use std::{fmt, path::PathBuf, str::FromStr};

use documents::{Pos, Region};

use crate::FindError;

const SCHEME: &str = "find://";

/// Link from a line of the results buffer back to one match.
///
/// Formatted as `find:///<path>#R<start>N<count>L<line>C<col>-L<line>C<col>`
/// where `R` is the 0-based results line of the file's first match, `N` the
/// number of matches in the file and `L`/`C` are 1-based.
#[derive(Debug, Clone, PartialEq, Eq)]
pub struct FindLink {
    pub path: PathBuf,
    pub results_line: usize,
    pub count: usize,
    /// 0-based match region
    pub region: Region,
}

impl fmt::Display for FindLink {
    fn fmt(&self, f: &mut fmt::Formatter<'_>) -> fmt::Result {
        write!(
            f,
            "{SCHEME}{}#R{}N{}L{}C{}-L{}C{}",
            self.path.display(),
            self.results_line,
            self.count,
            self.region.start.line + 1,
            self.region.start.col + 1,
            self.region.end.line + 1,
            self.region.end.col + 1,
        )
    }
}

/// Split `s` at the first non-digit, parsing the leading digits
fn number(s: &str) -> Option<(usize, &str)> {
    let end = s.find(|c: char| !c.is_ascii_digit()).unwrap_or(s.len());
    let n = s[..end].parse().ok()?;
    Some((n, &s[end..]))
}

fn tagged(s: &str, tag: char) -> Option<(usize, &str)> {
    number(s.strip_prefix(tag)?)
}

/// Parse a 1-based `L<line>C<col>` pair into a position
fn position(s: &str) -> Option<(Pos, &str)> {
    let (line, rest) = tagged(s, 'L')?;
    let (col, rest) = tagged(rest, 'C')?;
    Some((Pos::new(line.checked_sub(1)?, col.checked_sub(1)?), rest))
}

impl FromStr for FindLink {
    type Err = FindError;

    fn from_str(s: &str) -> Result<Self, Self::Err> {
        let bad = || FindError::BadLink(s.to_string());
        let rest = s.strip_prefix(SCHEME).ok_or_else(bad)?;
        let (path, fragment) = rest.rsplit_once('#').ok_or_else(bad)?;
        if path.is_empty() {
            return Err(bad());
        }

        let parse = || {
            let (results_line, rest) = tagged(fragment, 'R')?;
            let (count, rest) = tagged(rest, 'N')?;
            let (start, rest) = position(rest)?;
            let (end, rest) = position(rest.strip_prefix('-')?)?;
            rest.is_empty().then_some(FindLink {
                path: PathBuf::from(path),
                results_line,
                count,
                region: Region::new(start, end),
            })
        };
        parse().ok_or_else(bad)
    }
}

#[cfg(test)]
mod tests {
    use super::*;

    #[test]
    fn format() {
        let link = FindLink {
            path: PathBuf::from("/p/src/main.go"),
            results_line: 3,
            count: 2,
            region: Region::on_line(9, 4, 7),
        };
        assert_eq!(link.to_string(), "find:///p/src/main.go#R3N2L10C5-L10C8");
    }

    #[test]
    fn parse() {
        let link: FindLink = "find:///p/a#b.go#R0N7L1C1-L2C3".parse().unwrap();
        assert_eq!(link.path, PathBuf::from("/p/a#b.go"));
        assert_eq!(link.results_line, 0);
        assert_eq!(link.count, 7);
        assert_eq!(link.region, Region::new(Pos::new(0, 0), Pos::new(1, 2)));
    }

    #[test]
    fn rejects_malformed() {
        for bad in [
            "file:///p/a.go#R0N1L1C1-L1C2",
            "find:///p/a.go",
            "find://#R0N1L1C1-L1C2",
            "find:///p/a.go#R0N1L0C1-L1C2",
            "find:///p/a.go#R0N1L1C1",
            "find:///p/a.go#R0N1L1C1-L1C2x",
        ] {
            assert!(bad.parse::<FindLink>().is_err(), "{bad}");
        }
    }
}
···
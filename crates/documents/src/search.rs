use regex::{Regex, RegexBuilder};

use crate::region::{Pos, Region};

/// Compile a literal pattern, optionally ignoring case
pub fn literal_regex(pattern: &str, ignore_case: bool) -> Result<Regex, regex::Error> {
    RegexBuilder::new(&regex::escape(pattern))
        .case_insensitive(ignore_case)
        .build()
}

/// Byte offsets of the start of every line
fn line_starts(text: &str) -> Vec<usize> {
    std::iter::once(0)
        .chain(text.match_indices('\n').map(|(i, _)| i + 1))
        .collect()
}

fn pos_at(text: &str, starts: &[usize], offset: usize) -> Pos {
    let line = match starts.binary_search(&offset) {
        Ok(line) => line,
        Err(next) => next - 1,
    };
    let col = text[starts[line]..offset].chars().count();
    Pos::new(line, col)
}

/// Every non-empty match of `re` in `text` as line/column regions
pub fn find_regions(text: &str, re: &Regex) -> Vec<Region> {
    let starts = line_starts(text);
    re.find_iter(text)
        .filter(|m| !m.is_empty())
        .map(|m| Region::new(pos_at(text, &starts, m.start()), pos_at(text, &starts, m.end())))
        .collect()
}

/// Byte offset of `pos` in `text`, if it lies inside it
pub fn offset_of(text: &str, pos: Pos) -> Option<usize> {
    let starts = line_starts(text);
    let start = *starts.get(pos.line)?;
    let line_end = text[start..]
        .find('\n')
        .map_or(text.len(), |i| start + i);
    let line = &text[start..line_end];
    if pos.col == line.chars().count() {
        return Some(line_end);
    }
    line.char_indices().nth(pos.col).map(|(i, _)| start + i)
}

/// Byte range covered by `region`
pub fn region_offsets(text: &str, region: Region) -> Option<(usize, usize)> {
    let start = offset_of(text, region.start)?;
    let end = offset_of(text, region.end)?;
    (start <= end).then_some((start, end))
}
···
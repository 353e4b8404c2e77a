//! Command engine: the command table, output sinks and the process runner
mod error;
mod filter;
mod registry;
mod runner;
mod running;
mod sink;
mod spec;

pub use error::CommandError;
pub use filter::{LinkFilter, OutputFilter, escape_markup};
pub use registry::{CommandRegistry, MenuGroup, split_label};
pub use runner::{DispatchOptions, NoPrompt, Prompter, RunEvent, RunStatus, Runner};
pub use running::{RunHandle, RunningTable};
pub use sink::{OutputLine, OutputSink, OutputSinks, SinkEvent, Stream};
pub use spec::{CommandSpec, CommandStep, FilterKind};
···
### [Activity]
The lines to show are those in the data above that include "chars".

### [Completed task]
    let col = text[starts[line]..offset].chars().count();
    if pos.col == line.chars().count() {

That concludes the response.